*** SUPPLIED MATERIAL ***

//! 2×3 affine transformation matrix using the row-vector convention.
//!
//! # Convention
//! - Vectors are **row vectors** on the left: `v * M`
//! - `row1` and `row2` hold the 2×2 linear part, `delta` the translation
//! - Transforms chain **left-to-right**: `A * B` applies A first, then B
//!
//! ```text
//!             | row1.x  row1.y |
//! [x y 1]  *  | row2.x  row2.y |  =  [x' y']
//!             | delta.x delta.y|
//! ```
//!
//! # Example
//! ```ignore
//! // rotate first, then scale, then move
//! let m = Mat2x3::rotate(30.0) * Mat2x3::scale(0.25) * Mat2x3::translation(offset);
//! ```

use std::ops::Mul;

use approx::{AbsDiffEq, RelativeEq};

use super::vec2::Vec2;

#[derive(Debug, Clone, Copy, Default, PartialEq)]
pub struct Mat2x3 {
    pub row1: Vec2,
    pub row2: Vec2,
    pub delta: Vec2,
}

impl Mat2x3 {
    pub const fn new(row1: Vec2, row2: Vec2, delta: Vec2) -> Self {
        Self { row1, row2, delta }
    }

    pub fn identity() -> Self {
        Self::scale(1.0)
    }

    /// Creates a uniform scale matrix.
    pub fn scale(factor: f32) -> Self {
        Self::scale_xy(factor, factor)
    }

    /// Creates a non-uniform scale matrix, e.g. for aspect-ratio correction.
    pub fn scale_xy(sx: f32, sy: f32) -> Self {
        Self::new(Vec2::new(sx, 0.0), Vec2::new(0.0, sy), Vec2::ZERO)
    }

    /// Creates a rotation matrix. The angle is given in **degrees**.
    pub fn rotate(degrees: f32) -> Self {
        let (sin, cos) = degrees.to_radians().sin_cos();
        Self::new(Vec2::new(cos, -sin), Vec2::new(sin, cos), Vec2::ZERO)
    }

    /// Creates a translation matrix.
    pub fn translation(delta: Vec2) -> Self {
        Self {
            delta,
            ..Self::identity()
        }
    }

    /// Transforms a point: linear part plus translation.
    pub fn transform_point(&self, p: Vec2) -> Vec2 {
        p * *self + self.delta
    }

    /// Packs the matrix into a 3×3 in column-major order, bottom row `(0, 0, 1)`.
    ///
    /// This is the layout uploaded to `mat3` uniforms without transposition.
    #[rustfmt::skip]
    pub fn to_column_major(&self) -> [f32; 9] {
        [
            self.row1.x, self.row2.x, self.delta.x,
            self.row1.y, self.row2.y, self.delta.y,
            0.0, 0.0, 1.0,
        ]
    }
}

/// Affine composition: `A * B` applies A first, then B.
impl Mul<Mat2x3> for Mat2x3 {
    type Output = Mat2x3;

    fn mul(self, rhs: Mat2x3) -> Self::Output {
        Mat2x3 {
            row1: Vec2::new(
                self.row1.x * rhs.row1.x + self.row1.y * rhs.row2.x,
                self.row1.x * rhs.row1.y + self.row1.y * rhs.row2.y,
            ),
            row2: Vec2::new(
                self.row2.x * rhs.row1.x + self.row2.y * rhs.row2.x,
                self.row2.x * rhs.row1.y + self.row2.y * rhs.row2.y,
            ),
            delta: Vec2::new(
                self.delta.x * rhs.row1.x + self.delta.y * rhs.row2.x + rhs.delta.x,
                self.delta.x * rhs.row1.y + self.delta.y * rhs.row2.y + rhs.delta.y,
            ),
        }
    }
}

/// Transform a direction: `v * M` uses the linear part only (no translation).
impl Mul<Mat2x3> for Vec2 {
    type Output = Vec2;

    fn mul(self, m: Mat2x3) -> Self::Output {
        Vec2::new(
            self.x * m.row1.x + self.y * m.row2.x,
            self.x * m.row1.y + self.y * m.row2.y,
        )
    }
}

impl AbsDiffEq for Mat2x3 {
    type Epsilon = f32;

    fn default_epsilon() -> f32 {
        f32::EPSILON
    }

    fn abs_diff_eq(&self, other: &Self, epsilon: f32) -> bool {
        self.row1.abs_diff_eq(&other.row1, epsilon)
            && self.row2.abs_diff_eq(&other.row2, epsilon)
            && self.delta.abs_diff_eq(&other.delta, epsilon)
    }
}

impl RelativeEq for Mat2x3 {
    fn default_max_relative() -> f32 {
        f32::EPSILON
    }

    fn relative_eq(&self, other: &Self, epsilon: f32, max_relative: f32) -> bool {
        self.row1.relative_eq(&other.row1, epsilon, max_relative)
            && self.row2.relative_eq(&other.row2, epsilon, max_relative)
            && self.delta.relative_eq(&other.delta, epsilon, max_relative)
    }
}
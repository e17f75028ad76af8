//! Entry-point table resolved from the active context.
//!
//! Nothing is linked against a system GL library: every function the renderer
//! calls is looked up by name through the windowing backend once, right after
//! the context is created. A single missing symbol fails the whole load, and
//! the error lists every symbol that could not be resolved.

use std::ffi::c_void;
use std::fmt;

use thiserror::Error;

use super::types::*;

#[derive(Debug, Clone, PartialEq, Eq, Error)]
#[error("missing OpenGL entry points: {}", missing.join(", "))]
pub struct LoadError {
    pub missing: Vec<&'static str>,
}

macro_rules! entry_points {
    ($( fn $name:ident = $symbol:literal ($($arg:ident: $ty:ty),*) $(-> $ret:ty)?; )*) => {
        /// Resolved OpenGL entry points for one context.
        ///
        /// Calling any method is `unsafe`: the context the table was loaded
        /// from must be current on the calling thread, and pointer arguments
        /// must satisfy the GL specification for that call.
        pub struct Gl {
            $( $name: unsafe extern "system" fn($($ty),*) $(-> $ret)?, )*
        }

        impl Gl {
            /// Every symbol the renderer needs, in resolution order.
            pub const REQUIRED: &'static [&'static str] = &[$($symbol),*];

            /// Resolves every entry point through `resolve`, which returns null
            /// for unknown names.
            pub fn load_with<F>(mut resolve: F) -> Result<Self, LoadError>
            where
                F: FnMut(&str) -> *const c_void,
            {
                let mut missing = Vec::new();
                $(
                    let $name = resolve($symbol);
                    if $name.is_null() {
                        missing.push($symbol);
                    }
                )*
                if !missing.is_empty() {
                    return Err(LoadError { missing });
                }

                // SAFETY: each pointer is non-null and was resolved by its GL
                // name, so it has the signature declared for that name.
                unsafe {
                    Ok(Self {
                        $(
                            $name: std::mem::transmute::<
                                *const c_void,
                                unsafe extern "system" fn($($ty),*) $(-> $ret)?,
                            >($name),
                        )*
                    })
                }
            }

            $(
                #[inline]
                pub unsafe fn $name(&self, $($arg: $ty),*) $(-> $ret)? {
                    (self.$name)($($arg),*)
                }
            )*
        }
    };
}

entry_points! {
    // shaders and programs
    fn create_shader = "glCreateShader"(kind: GLenum) -> GLuint;
    fn shader_source = "glShaderSource"(shader: GLuint, count: GLsizei, strings: *const *const GLchar, lengths: *const GLint);
    fn compile_shader = "glCompileShader"(shader: GLuint);
    fn get_shader_iv = "glGetShaderiv"(shader: GLuint, pname: GLenum, params: *mut GLint);
    fn get_shader_info_log = "glGetShaderInfoLog"(shader: GLuint, buf_size: GLsizei, length: *mut GLsizei, log: *mut GLchar);
    fn delete_shader = "glDeleteShader"(shader: GLuint);
    fn create_program = "glCreateProgram"() -> GLuint;
    fn attach_shader = "glAttachShader"(program: GLuint, shader: GLuint);
    fn bind_attrib_location = "glBindAttribLocation"(program: GLuint, index: GLuint, name: *const GLchar);
    fn link_program = "glLinkProgram"(program: GLuint);
    fn get_program_iv = "glGetProgramiv"(program: GLuint, pname: GLenum, params: *mut GLint);
    fn get_program_info_log = "glGetProgramInfoLog"(program: GLuint, buf_size: GLsizei, length: *mut GLsizei, log: *mut GLchar);
    fn delete_program = "glDeleteProgram"(program: GLuint);
    fn use_program = "glUseProgram"(program: GLuint);

    // vertex attributes
    fn vertex_attrib_pointer = "glVertexAttribPointer"(index: GLuint, size: GLint, kind: GLenum, normalized: GLboolean, stride: GLsizei, pointer: *const c_void);
    fn enable_vertex_attrib_array = "glEnableVertexAttribArray"(index: GLuint);
    fn disable_vertex_attrib_array = "glDisableVertexAttribArray"(index: GLuint);

    // uniforms
    fn get_uniform_location = "glGetUniformLocation"(program: GLuint, name: *const GLchar) -> GLint;
    fn uniform_1i = "glUniform1i"(location: GLint, v0: GLint);
    fn uniform_4fv = "glUniform4fv"(location: GLint, count: GLsizei, value: *const GLfloat);
    fn uniform_matrix_3fv = "glUniformMatrix3fv"(location: GLint, count: GLsizei, transpose: GLboolean, value: *const GLfloat);

    // textures
    fn active_texture = "glActiveTexture"(unit: GLenum);
    fn gen_textures = "glGenTextures"(n: GLsizei, textures: *mut GLuint);
    fn delete_textures = "glDeleteTextures"(n: GLsizei, textures: *const GLuint);
    fn bind_texture = "glBindTexture"(target: GLenum, texture: GLuint);
    fn tex_image_2d = "glTexImage2D"(target: GLenum, level: GLint, internal_format: GLint, width: GLsizei, height: GLsizei, border: GLint, format: GLenum, kind: GLenum, pixels: *const c_void);
    fn tex_parameter_i = "glTexParameteri"(target: GLenum, pname: GLenum, param: GLint);

    // drawing and frame state
    fn draw_arrays = "glDrawArrays"(mode: GLenum, first: GLint, count: GLsizei);
    fn enable = "glEnable"(cap: GLenum);
    fn blend_func = "glBlendFunc"(src: GLenum, dst: GLenum);
    fn clear_color = "glClearColor"(r: GLfloat, g: GLfloat, b: GLfloat, a: GLfloat);
    fn clear = "glClear"(mask: GLbitfield);

    // queries
    fn get_error = "glGetError"() -> GLenum;
    fn get_string = "glGetString"(name: GLenum) -> *const GLubyte;
}

impl fmt::Debug for Gl {
    fn fmt(&self, f: &mut fmt::Formatter<'_>) -> fmt::Result {
        f.debug_struct("Gl")
            .field("entry_points", &Self::REQUIRED.len())
            .finish_non_exhaustive()
    }
}
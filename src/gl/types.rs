//! OpenGL scalar types, as defined by the GL 2.1 headers.

#![allow(clippy::upper_case_acronyms)]

pub type GLenum = u32;
pub type GLboolean = u8;
pub type GLbitfield = u32;
pub type GLint = i32;
pub type GLuint = u32;
pub type GLsizei = i32;
pub type GLfloat = f32;
pub type GLchar = std::ffi::c_char;
pub type GLubyte = u8;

*** End of SUPPLIED MATERIAL ***

From the entries above, copy every line containing the word "rotate".

== RESPONSE AREA ==
//! // rotate first, then scale, then move
//! let m = Mat2x3::rotate(30.0) * Mat2x3::scale(0.25) * Mat2x3::translation(offset);
    pub fn rotate(degrees: f32) -> Self {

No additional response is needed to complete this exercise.